What you have to do:
Where does the word "ProtocolVersion" occur in the entries below? Copy every line that has it.

Excerpted data below:

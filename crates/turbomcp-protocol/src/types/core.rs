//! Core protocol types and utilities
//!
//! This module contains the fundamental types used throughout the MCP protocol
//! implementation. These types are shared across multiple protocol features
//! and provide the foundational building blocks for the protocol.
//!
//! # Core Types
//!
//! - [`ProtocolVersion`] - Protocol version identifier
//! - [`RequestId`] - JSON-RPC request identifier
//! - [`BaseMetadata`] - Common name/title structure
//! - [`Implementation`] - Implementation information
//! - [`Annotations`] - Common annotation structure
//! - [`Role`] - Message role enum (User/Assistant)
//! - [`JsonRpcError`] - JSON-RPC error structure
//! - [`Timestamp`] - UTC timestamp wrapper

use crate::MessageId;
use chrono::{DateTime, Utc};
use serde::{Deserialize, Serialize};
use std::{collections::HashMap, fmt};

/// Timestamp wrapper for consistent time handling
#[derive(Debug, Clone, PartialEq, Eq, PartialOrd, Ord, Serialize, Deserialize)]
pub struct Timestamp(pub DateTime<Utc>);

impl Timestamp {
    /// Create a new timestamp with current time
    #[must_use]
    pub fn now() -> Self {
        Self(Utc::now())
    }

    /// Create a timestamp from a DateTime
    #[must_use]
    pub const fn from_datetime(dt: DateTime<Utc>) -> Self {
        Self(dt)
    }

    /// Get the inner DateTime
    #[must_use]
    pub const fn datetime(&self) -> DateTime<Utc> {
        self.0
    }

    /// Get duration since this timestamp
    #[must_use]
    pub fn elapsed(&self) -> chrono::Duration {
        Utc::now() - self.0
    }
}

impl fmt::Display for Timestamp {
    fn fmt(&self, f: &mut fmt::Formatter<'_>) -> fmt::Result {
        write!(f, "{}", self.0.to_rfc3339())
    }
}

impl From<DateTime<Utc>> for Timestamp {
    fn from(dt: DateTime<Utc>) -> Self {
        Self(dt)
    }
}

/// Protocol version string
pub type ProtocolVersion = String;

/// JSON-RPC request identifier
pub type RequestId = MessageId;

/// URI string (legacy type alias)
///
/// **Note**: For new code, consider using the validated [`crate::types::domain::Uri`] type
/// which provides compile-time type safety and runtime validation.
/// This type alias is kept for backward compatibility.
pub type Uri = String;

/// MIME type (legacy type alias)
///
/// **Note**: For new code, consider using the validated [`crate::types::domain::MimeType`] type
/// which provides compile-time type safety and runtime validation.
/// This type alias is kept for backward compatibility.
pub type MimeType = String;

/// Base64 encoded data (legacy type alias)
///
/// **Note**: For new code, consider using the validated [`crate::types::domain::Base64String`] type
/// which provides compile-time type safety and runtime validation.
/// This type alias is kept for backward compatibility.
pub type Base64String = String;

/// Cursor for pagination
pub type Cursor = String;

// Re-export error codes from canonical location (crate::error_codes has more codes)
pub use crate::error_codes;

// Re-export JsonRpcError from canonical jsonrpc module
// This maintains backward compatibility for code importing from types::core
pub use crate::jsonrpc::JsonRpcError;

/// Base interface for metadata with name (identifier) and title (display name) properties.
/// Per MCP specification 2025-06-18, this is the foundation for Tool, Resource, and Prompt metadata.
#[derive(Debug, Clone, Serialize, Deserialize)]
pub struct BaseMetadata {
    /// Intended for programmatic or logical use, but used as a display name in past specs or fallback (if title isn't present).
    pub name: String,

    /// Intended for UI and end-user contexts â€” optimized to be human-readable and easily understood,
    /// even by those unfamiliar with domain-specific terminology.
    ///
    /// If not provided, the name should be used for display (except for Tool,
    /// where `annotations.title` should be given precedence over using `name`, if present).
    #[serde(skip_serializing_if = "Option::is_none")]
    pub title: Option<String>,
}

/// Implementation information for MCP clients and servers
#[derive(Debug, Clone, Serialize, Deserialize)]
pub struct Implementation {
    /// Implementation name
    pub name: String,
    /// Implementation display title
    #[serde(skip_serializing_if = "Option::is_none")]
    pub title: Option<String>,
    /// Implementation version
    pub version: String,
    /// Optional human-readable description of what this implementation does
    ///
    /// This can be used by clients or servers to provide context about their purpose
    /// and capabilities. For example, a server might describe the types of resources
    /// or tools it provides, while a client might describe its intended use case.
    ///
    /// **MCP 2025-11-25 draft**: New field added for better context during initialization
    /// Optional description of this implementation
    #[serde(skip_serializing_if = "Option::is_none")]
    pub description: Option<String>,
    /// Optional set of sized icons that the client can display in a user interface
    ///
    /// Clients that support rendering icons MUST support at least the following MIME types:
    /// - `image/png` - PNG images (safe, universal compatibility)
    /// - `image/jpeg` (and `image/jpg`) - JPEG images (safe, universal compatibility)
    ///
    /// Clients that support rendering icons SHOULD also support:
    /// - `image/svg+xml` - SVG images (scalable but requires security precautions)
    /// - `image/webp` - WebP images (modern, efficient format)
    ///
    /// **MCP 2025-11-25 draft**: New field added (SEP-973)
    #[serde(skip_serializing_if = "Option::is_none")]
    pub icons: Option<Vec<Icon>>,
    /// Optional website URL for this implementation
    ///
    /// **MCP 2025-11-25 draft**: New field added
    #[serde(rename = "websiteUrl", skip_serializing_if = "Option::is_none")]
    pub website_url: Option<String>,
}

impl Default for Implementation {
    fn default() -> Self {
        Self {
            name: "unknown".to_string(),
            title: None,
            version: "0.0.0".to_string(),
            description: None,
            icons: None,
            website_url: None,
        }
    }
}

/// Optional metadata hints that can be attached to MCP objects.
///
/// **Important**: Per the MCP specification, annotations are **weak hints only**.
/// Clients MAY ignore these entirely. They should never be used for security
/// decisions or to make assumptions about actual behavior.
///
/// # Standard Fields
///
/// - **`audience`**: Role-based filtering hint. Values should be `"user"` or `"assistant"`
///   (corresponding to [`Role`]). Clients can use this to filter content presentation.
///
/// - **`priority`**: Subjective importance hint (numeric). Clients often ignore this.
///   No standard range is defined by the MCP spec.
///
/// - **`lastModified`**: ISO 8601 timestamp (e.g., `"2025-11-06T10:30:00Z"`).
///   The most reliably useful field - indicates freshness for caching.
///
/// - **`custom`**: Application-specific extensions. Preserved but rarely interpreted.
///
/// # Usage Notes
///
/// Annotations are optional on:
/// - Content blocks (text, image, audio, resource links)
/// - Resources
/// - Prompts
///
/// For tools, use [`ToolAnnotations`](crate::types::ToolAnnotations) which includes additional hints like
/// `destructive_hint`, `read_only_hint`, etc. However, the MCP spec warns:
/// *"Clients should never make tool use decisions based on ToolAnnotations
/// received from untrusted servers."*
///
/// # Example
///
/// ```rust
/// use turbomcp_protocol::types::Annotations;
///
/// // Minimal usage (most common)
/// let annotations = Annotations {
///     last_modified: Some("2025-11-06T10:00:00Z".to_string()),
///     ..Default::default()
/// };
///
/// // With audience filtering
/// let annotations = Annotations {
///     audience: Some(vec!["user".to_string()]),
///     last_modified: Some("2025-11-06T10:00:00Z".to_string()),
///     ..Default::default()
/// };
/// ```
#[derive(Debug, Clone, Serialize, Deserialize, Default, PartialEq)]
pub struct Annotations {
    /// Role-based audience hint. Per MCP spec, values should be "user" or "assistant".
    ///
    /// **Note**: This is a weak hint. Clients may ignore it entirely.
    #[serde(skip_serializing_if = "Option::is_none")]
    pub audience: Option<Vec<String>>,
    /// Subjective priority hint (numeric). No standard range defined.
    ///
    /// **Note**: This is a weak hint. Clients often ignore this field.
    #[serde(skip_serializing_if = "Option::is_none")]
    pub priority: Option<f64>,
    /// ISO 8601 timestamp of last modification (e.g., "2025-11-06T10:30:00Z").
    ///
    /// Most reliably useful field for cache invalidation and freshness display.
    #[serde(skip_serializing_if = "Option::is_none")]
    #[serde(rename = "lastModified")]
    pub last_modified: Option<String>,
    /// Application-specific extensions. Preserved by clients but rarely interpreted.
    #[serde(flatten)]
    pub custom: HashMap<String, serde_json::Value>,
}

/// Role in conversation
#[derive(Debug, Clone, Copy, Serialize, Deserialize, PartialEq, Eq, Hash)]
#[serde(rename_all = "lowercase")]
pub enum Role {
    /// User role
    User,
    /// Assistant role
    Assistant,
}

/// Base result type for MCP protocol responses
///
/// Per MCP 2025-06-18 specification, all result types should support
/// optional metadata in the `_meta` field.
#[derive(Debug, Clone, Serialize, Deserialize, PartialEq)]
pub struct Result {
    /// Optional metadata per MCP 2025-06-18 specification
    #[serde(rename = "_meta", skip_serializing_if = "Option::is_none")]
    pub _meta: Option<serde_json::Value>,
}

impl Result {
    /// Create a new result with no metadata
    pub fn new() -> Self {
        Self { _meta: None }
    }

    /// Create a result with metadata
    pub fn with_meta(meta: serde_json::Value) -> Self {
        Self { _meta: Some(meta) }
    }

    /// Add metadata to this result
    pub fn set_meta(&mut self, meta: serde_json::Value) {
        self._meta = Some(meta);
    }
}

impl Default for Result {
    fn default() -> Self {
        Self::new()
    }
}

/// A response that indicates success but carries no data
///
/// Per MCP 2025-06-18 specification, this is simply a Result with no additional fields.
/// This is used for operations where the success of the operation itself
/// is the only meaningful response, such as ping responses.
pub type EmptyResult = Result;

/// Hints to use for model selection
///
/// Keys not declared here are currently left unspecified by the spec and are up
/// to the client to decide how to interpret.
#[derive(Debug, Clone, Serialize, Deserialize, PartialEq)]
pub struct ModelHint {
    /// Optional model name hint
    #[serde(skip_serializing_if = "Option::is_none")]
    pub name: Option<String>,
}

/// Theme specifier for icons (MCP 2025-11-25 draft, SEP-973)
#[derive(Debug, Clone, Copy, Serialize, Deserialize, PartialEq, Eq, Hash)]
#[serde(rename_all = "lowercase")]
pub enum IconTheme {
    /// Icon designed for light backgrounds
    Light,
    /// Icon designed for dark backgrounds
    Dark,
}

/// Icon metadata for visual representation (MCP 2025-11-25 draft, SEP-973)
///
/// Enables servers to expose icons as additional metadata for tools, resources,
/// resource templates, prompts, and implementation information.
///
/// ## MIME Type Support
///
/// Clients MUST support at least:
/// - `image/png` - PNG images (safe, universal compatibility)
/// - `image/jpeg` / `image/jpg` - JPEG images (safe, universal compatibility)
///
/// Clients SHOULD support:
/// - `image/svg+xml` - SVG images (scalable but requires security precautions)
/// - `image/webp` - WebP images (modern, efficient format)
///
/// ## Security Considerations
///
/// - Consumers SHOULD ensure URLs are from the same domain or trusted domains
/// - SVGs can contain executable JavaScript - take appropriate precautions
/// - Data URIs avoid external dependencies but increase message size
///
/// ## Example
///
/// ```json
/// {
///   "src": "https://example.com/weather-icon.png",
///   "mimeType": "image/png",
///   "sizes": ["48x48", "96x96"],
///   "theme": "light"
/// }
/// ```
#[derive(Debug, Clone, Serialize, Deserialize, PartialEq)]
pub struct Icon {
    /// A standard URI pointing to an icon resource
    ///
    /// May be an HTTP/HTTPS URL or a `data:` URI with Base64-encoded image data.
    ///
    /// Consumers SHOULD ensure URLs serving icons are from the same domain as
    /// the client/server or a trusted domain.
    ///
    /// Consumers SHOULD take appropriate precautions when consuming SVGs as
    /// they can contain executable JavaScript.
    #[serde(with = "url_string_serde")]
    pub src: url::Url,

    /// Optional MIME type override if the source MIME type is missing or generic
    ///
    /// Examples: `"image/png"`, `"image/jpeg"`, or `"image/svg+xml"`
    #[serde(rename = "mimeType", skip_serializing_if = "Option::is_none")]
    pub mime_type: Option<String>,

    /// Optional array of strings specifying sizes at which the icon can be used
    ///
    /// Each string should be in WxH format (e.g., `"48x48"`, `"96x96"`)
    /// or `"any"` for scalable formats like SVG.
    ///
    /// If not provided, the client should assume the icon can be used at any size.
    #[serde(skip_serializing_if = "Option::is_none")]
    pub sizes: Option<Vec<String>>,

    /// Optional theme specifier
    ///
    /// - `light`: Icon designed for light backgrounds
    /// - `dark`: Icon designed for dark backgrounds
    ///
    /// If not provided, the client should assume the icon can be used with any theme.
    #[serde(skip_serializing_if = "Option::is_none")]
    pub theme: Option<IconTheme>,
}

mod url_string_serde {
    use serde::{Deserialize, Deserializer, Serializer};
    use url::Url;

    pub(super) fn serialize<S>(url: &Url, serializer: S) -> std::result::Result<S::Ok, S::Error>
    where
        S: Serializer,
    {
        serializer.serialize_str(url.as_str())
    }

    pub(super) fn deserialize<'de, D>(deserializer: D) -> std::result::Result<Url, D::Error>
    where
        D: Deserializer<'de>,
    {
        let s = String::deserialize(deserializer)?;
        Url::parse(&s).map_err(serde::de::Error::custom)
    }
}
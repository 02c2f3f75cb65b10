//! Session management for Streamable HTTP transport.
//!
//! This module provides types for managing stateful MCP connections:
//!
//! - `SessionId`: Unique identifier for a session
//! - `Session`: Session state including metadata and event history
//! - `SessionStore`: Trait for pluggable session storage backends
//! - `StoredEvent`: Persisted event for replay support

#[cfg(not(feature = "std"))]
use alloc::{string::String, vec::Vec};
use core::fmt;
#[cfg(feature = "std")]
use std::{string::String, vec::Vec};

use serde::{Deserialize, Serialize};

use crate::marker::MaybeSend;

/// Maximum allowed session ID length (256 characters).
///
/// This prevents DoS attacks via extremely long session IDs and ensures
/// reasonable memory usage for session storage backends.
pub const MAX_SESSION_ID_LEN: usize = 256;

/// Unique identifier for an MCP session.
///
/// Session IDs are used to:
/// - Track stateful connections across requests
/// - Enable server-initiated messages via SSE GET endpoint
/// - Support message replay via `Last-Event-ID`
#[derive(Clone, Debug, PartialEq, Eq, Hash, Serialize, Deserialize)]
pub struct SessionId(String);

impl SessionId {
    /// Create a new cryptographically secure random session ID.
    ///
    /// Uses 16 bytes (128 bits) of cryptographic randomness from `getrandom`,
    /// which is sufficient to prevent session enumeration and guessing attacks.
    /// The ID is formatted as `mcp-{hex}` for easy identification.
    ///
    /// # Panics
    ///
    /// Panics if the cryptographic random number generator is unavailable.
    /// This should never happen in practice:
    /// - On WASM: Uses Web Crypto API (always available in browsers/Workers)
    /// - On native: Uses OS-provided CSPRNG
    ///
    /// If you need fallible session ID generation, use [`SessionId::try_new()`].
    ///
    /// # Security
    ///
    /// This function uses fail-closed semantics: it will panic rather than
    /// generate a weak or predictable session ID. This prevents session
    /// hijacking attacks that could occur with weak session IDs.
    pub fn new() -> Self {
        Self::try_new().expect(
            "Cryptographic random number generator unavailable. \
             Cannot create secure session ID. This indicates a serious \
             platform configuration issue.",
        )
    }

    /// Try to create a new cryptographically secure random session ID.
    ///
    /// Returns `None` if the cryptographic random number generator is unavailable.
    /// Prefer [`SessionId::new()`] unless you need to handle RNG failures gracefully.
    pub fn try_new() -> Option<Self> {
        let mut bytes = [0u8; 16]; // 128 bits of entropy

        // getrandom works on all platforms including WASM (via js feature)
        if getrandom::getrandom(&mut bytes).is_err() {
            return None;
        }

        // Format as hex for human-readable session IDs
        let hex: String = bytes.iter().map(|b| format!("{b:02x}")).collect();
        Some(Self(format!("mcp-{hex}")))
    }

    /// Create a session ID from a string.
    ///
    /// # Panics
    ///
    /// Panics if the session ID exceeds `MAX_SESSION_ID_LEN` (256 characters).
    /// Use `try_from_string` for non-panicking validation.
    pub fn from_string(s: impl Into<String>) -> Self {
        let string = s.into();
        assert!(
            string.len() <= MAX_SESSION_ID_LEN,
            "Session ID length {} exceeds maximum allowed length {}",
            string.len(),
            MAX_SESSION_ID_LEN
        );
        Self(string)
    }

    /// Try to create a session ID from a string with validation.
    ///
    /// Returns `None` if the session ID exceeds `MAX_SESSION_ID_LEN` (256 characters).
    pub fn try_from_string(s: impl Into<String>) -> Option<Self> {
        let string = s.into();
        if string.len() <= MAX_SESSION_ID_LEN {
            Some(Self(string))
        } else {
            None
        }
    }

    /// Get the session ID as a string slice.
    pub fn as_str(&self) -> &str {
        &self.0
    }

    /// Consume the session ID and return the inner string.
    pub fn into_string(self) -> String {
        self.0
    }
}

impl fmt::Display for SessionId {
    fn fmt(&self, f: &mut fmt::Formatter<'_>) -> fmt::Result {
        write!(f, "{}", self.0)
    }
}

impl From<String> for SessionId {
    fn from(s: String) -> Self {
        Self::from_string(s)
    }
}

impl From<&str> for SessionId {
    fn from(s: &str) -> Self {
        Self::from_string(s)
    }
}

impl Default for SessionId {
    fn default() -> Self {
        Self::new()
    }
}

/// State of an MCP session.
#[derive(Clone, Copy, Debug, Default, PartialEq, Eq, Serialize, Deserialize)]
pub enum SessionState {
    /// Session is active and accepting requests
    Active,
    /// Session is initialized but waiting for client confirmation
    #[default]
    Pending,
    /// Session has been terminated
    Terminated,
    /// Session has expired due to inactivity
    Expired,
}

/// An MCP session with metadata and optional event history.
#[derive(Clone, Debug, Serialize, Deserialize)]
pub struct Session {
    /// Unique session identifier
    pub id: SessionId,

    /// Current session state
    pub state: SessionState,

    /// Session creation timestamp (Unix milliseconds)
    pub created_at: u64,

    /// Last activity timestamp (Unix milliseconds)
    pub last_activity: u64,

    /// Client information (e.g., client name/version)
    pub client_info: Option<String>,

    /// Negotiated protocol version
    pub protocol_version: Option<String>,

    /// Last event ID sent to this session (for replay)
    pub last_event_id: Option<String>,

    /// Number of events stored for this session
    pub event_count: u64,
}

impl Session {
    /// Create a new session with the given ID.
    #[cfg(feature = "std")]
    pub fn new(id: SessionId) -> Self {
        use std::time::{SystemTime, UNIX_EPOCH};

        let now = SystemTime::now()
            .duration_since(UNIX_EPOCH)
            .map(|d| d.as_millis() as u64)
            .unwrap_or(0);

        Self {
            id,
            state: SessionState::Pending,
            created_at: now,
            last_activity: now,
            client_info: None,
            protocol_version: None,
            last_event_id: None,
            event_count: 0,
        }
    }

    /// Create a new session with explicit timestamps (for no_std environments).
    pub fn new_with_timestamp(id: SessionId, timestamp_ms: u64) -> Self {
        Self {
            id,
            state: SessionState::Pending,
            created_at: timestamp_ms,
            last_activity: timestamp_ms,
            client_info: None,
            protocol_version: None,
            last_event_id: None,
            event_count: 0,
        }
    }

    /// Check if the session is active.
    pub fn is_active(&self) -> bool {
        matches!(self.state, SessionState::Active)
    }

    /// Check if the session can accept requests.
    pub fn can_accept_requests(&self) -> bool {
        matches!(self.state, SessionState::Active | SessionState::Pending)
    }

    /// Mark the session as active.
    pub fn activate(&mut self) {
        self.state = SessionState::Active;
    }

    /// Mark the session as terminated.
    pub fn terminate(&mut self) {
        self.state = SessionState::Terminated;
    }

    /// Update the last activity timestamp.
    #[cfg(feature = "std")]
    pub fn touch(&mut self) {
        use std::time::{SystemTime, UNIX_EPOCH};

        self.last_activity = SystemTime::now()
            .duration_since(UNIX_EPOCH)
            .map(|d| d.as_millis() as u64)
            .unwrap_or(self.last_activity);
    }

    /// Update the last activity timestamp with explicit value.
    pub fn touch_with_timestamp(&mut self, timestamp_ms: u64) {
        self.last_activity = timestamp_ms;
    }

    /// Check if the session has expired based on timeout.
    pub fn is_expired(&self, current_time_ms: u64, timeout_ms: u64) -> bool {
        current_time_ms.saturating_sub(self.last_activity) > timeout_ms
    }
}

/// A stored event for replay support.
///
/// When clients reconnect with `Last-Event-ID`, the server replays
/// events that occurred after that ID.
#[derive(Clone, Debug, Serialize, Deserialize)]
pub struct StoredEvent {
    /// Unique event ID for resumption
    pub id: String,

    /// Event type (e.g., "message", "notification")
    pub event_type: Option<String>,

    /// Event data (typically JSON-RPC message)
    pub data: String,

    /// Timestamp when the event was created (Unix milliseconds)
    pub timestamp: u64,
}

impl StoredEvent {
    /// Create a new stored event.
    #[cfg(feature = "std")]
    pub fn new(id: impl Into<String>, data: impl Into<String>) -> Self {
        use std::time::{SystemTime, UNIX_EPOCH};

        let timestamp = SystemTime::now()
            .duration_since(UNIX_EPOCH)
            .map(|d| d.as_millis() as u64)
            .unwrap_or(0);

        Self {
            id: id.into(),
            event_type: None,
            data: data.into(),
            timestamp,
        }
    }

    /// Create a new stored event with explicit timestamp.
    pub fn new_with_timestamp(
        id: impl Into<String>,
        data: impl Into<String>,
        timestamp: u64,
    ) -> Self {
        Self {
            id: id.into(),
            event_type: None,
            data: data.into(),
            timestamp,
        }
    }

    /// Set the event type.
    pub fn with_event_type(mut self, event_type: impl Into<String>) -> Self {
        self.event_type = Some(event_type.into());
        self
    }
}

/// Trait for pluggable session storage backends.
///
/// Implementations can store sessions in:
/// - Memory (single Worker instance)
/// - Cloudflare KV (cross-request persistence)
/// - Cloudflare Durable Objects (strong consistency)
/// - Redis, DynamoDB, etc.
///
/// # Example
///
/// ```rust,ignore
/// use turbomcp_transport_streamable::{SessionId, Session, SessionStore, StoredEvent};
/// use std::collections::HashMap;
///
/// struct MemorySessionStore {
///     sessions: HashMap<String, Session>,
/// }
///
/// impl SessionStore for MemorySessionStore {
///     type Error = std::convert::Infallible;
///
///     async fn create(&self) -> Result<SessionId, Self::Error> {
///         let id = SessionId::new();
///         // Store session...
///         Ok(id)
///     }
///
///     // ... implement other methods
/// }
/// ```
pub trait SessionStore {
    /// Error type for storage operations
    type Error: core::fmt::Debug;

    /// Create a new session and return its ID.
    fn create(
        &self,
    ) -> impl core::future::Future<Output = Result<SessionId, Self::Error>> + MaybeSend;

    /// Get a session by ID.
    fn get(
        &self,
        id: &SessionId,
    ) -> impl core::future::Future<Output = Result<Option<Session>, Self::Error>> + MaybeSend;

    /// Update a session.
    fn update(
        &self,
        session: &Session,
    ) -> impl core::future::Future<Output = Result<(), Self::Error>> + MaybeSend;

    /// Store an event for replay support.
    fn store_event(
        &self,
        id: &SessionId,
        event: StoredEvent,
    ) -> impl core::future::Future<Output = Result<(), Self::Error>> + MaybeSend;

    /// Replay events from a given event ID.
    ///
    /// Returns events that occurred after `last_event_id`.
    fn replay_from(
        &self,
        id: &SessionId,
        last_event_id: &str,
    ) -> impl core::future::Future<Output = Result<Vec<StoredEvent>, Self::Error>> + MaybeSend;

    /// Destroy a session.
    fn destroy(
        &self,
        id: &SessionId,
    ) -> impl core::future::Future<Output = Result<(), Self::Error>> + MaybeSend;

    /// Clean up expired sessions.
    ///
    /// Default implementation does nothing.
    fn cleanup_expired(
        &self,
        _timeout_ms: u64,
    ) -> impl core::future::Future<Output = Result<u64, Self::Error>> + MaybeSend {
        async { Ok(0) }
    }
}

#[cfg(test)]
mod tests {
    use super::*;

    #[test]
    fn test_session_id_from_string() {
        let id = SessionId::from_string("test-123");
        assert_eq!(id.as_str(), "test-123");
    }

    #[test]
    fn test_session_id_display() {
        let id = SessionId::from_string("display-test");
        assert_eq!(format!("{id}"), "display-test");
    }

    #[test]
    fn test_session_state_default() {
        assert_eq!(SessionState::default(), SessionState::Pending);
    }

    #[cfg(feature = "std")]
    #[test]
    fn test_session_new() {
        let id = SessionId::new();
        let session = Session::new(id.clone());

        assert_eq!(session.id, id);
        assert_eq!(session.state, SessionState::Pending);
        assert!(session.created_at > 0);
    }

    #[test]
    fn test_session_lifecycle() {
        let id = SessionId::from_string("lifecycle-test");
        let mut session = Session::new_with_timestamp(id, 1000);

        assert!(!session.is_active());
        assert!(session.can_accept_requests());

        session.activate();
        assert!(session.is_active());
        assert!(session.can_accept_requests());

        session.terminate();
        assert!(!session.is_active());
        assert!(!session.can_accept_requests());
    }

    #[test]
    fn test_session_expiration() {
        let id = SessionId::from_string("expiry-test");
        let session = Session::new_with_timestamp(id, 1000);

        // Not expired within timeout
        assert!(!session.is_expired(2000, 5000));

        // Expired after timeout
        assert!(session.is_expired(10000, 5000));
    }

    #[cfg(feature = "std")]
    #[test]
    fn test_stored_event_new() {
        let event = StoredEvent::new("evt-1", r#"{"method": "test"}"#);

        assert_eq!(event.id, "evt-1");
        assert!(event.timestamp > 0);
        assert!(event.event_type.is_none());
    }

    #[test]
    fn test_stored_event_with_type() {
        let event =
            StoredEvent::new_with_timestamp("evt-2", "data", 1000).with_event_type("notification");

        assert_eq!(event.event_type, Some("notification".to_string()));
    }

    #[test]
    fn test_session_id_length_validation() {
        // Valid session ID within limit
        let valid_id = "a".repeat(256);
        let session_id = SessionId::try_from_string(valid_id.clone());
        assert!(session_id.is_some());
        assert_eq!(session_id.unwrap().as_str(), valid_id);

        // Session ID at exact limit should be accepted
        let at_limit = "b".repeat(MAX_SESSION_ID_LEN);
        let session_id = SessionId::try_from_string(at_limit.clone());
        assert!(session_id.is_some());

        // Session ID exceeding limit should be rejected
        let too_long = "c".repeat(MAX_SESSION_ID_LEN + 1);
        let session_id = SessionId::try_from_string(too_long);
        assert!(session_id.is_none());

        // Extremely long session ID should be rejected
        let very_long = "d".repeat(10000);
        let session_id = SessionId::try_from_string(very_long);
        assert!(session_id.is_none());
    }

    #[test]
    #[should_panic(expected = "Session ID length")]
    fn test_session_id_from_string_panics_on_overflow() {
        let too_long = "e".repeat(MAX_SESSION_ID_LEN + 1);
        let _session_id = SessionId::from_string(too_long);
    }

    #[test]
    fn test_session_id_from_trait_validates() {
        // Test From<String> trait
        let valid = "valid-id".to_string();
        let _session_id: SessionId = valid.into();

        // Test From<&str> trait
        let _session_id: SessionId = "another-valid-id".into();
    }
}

End of Excerpted data.

Solution for this exercise:
//! - [`ProtocolVersion`] - Protocol version identifier
pub type ProtocolVersion = String;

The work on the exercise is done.